Your goal: Your answer must be an exact copy of every record below.

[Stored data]

**********

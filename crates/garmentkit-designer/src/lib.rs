//! # GarmentKit Designer
//!
//! This crate provides the design placement and texture baking core of the
//! garment customizer: users place images inside named zones of a garment,
//! move, rotate and scale them with pointer gestures, and see the result
//! baked into the textures of a 3D model.
//!
//! ## Core Components
//!
//! ### Placement
//! - **Transform**: Pure conversions between panel pixels, zone UV and raster pixels
//! - **Design Store**: Per-zone element collections with invariant enforcement
//! - **Images**: Shared handles to decoded (or still decoding) images
//!
//! ### Interaction
//! - **Interaction Machine**: Move / rotate / scale gestures from a start snapshot
//! - **Selection Manager**: Single selection slot with ordered view notification
//!
//! ### Output
//! - **Scheduler**: Per-frame preview tier and debounced / throttled bake tier
//! - **Renderer**: tiny-skia texture baker and the 3D renderer boundary
//!
//! ## Architecture
//!
//! ```text
//! CustomizerSession (host entry point)
//!   ├── InteractionMachine ──> DesignStore <── Transform
//!   ├── SelectionManager ──> views (overlay, panel, 3D, external)
//!   └── UpdateScheduler
//!         ├── preview tier ──> PreviewSink
//!         └── bake tier ──> TextureBaker ──> RenderBackend
//! ```
//!
//! ## Usage
//!
//! ```rust,ignore
//! use garmentkit_designer::{CustomizerSession, ImageRef, UploadedImage};
//!
//! let mut session = CustomizerSession::new(Box::new(renderer));
//! session.set_panel_rect(PixelRect::new(0.0, 0.0, 600.0, 800.0));
//!
//! let image = ImageRef::from_encoded(&png_bytes)?;
//! let upload = UploadedImage::ready(image, Some("logo.png".into())).unwrap();
//! let id = session.image_uploaded(upload);
//!
//! // From the event loop:
//! session.tick(Instant::now());
//! ```

pub mod design_store;
pub mod image_source;
pub mod interaction;
pub mod model;
pub mod renderer;
pub mod scheduler;
pub mod selection_manager;
pub mod session;
pub mod transform;

pub use design_store::{DesignStore, Insertion, PlacementRules};
pub use image_source::{ImageRef, ImageStatus};
pub use interaction::{
    DownOutcome, GestureMode, GestureSnapshot, InteractionMachine, InteractionState, Modifiers,
    MoveOutcome, PointerEvent,
};
pub use model::{
    DesignElement, DesignId, ElementChanges, ElementProperty, ElementSummary, PreviewItem,
    ProcessingFlags,
};
pub use renderer::{BakeReport, PublishOptions, RenderBackend, TextureBaker};
pub use scheduler::{BakeReason, BakeTicket, UpdateScheduler};
pub use selection_manager::{
    ListenerHandle, ObserverRole, SelectionChange, SelectionListener, SelectionManager,
};
pub use session::{CustomizerSession, PreviewSink, UploadedImage};
pub use transform::{
    clamp_scale, clamp_to_printable, compute_render_extent, half_extent_uv, normalize_rotation,
    panel_pixels_to_zone_uv, zone_uv_to_panel_pixels, PanelMapping,
};
//! Selection exclusivity and view synchronization

use crate::support::{session, upload, RecordingView};
use garmentkit_core::types::{shared, shared_none, Shared, SharedOption, SharedVec};
use garmentkit_designer::{DesignId, ObserverRole, SelectionChange};
use std::rc::Rc;

type Highlight = SharedOption<DesignId>;

fn views(
    session: &mut garmentkit_designer::CustomizerSession,
) -> (SharedVec<&'static str>, Vec<Highlight>) {
    let order: Shared<Vec<&'static str>> = shared(Vec::new());
    let mut highlights = Vec::new();
    // registered out of order on purpose
    for (name, role) in [
        ("3d", ObserverRole::Model3d),
        ("panel", ObserverRole::Panel),
        ("overlay", ObserverRole::Overlay),
    ] {
        let highlighted = shared_none();
        session.register_view(
            role,
            Box::new(RecordingView {
                name,
                order: Rc::clone(&order),
                highlighted: Rc::clone(&highlighted),
            }),
        );
        highlights.push(highlighted);
    }
    (order, highlights)
}

#[test]
fn test_selecting_b_clears_a_everywhere() {
    let (mut session, _) = session();
    let a = session.image_uploaded(upload(100, 100)).unwrap();
    let b = session.image_uploaded(upload(100, 100)).unwrap();
    let (_, highlights) = views(&mut session);

    session.select(Some(a));
    session.select(Some(b));

    assert_eq!(session.selected_id(), Some(b));
    for h in &highlights {
        assert_eq!(*h.borrow(), Some(b));
    }
    let selected: Vec<_> = session
        .summaries(session.current_zone())
        .into_iter()
        .filter(|s| s.selected)
        .map(|s| s.id)
        .collect();
    assert_eq!(selected, vec![b]);
}

#[test]
fn test_views_notified_in_fixed_order_before_select_returns() {
    let (mut session, _) = session();
    let a = session.image_uploaded(upload(100, 100)).unwrap();
    session.select(None);
    let (order, _) = views(&mut session);
    let external: SharedVec<SelectionChange> = shared(Vec::new());
    session.on_selection_changed({
        let external = Rc::clone(&external);
        let order = Rc::clone(&order);
        move |change: SelectionChange| {
            order.borrow_mut().push("external");
            external.borrow_mut().push(change);
        }
    });

    session.select(Some(a));
    assert_eq!(*order.borrow(), vec!["overlay", "panel", "3d", "external"]);
    assert_eq!(
        external.borrow().as_slice(),
        &[SelectionChange {
            previous: None,
            current: Some(a)
        }]
    );
}

#[test]
fn test_selecting_null_clears_highlights() {
    let (mut session, _) = session();
    session.image_uploaded(upload(100, 100)).unwrap();
    let (_, highlights) = views(&mut session);
    session.select(None);
    assert_eq!(session.selected_id(), None);
    assert!(highlights.iter().all(|h| h.borrow().is_none()));
    assert!(session.summaries(session.current_zone()).iter().all(|s| !s.selected));
}

#[test]
fn test_unknown_id_is_not_selected() {
    let (mut session, _) = session();
    let a = session.image_uploaded(upload(100, 100)).unwrap();
    session.select(Some(DesignId(9999)));
    assert_eq!(session.selected_id(), Some(a));
}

**********

Completed exercise:
filename crates/garmentkit-designer/src/lib.rs
//! # GarmentKit Designer
//!
//! This crate provides the design placement and texture baking core of the
//! garment customizer: users place images inside named zones of a garment,
//! move, rotate and scale them with pointer gestures, and see the result
//! baked into the textures of a 3D model.
//!
//! ## Core Components
//!
//! ### Placement
//! - **Transform**: Pure conversions between panel pixels, zone UV and raster pixels
//! - **Design Store**: Per-zone element collections with invariant enforcement
//! - **Images**: Shared handles to decoded (or still decoding) images
//!
//! ### Interaction
//! - **Interaction Machine**: Move / rotate / scale gestures from a start snapshot
//! - **Selection Manager**: Single selection slot with ordered view notification
//!
//! ### Output
//! - **Scheduler**: Per-frame preview tier and debounced / throttled bake tier
//! - **Renderer**: tiny-skia texture baker and the 3D renderer boundary
//!
//! ## Architecture
//!
//! ```text
//! CustomizerSession (host entry point)
//!   ├── InteractionMachine ──> DesignStore <── Transform
//!   ├── SelectionManager ──> views (overlay, panel, 3D, external)
//!   └── UpdateScheduler
//!         ├── preview tier ──> PreviewSink
//!         └── bake tier ──> TextureBaker ──> RenderBackend
//! ```
//!
//! ## Usage
//!
//! ```rust,ignore
//! use garmentkit_designer::{CustomizerSession, ImageRef, UploadedImage};
//!
//! let mut session = CustomizerSession::new(Box::new(renderer));
//! session.set_panel_rect(PixelRect::new(0.0, 0.0, 600.0, 800.0));
//!
//! let image = ImageRef::from_encoded(&png_bytes)?;
//! let upload = UploadedImage::ready(image, Some("logo.png".into())).unwrap();
//! let id = session.image_uploaded(upload);
//!
//! // From the event loop:
//! session.tick(Instant::now());
//! ```

pub mod design_store;
pub mod image_source;
pub mod interaction;
pub mod model;
pub mod renderer;
pub mod scheduler;
pub mod selection_manager;
pub mod session;
pub mod transform;

pub use design_store::{DesignStore, Insertion, PlacementRules};
pub use image_source::{ImageRef, ImageStatus};
pub use interaction::{
    DownOutcome, GestureMode, GestureSnapshot, InteractionMachine, InteractionState, Modifiers,
    MoveOutcome, PointerEvent,
};
pub use model::{
    DesignElement, DesignId, ElementChanges, ElementProperty, ElementSummary, PreviewItem,
    ProcessingFlags,
};
pub use renderer::{BakeReport, PublishOptions, RenderBackend, TextureBaker};
pub use scheduler::{BakeReason, BakeTicket, UpdateScheduler};
pub use selection_manager::{
    ListenerHandle, ObserverRole, SelectionChange, SelectionListener, SelectionManager,
};
pub use session::{CustomizerSession, PreviewSink, UploadedImage};
pub use transform::{
    clamp_scale, clamp_to_printable, compute_render_extent, half_extent_uv, normalize_rotation,
    panel_pixels_to_zone_uv, zone_uv_to_panel_pixels, PanelMapping,
};
//! Selection exclusivity and view synchronization

use crate::support::{session, upload, RecordingView};
use garmentkit_core::types::{shared, shared_none, Shared, SharedOption, SharedVec};
use garmentkit_designer::{DesignId, ObserverRole, SelectionChange};
use std::rc::Rc;

type Highlight = SharedOption<DesignId>;

fn views(
    session: &mut garmentkit_designer::CustomizerSession,
) -> (SharedVec<&'static str>, Vec<Highlight>) {
    let order: Shared<Vec<&'static str>> = shared(Vec::new());
    let mut highlights = Vec::new();
    // registered out of order on purpose
    for (name, role) in [
        ("3d", ObserverRole::Model3d),
        ("panel", ObserverRole::Panel),
        ("overlay", ObserverRole::Overlay),
    ] {
        let highlighted = shared_none();
        session.register_view(
            role,
            Box::new(RecordingView {
                name,
                order: Rc::clone(&order),
                highlighted: Rc::clone(&highlighted),
            }),
        );
        highlights.push(highlighted);
    }
    (order, highlights)
}

#[test]
fn test_selecting_b_clears_a_everywhere() {
    let (mut session, _) = session();
    let a = session.image_uploaded(upload(100, 100)).unwrap();
    let b = session.image_uploaded(upload(100, 100)).unwrap();
    let (_, highlights) = views(&mut session);

    session.select(Some(a));
    session.select(Some(b));

    assert_eq!(session.selected_id(), Some(b));
    for h in &highlights {
        assert_eq!(*h.borrow(), Some(b));
    }
    let selected: Vec<_> = session
        .summaries(session.current_zone())
        .into_iter()
        .filter(|s| s.selected)
        .map(|s| s.id)
        .collect();
    assert_eq!(selected, vec![b]);
}

#[test]
fn test_views_notified_in_fixed_order_before_select_returns() {
    let (mut session, _) = session();
    let a = session.image_uploaded(upload(100, 100)).unwrap();
    session.select(None);
    let (order, _) = views(&mut session);
    let external: SharedVec<SelectionChange> = shared(Vec::new());
    session.on_selection_changed({
        let external = Rc::clone(&external);
        let order = Rc::clone(&order);
        move |change: SelectionChange| {
            order.borrow_mut().push("external");
            external.borrow_mut().push(change);
        }
    });

    session.select(Some(a));
    assert_eq!(*order.borrow(), vec!["overlay", "panel", "3d", "external"]);
    assert_eq!(
        external.borrow().as_slice(),
        &[SelectionChange {
            previous: None,
            current: Some(a)
        }]
    );
}

#[test]
fn test_selecting_null_clears_highlights() {
    let (mut session, _) = session();
    session.image_uploaded(upload(100, 100)).unwrap();
    let (_, highlights) = views(&mut session);
    session.select(None);
    assert_eq!(session.selected_id(), None);
    assert!(highlights.iter().all(|h| h.borrow().is_none()));
    assert!(session.summaries(session.current_zone()).iter().all(|s| !s.selected));
}

#[test]
fn test_unknown_id_is_not_selected() {
    let (mut session, _) = session();
    let a = session.image_uploaded(upload(100, 100)).unwrap();
    session.select(Some(DesignId(9999)));
    assert_eq!(session.selected_id(), Some(a));
}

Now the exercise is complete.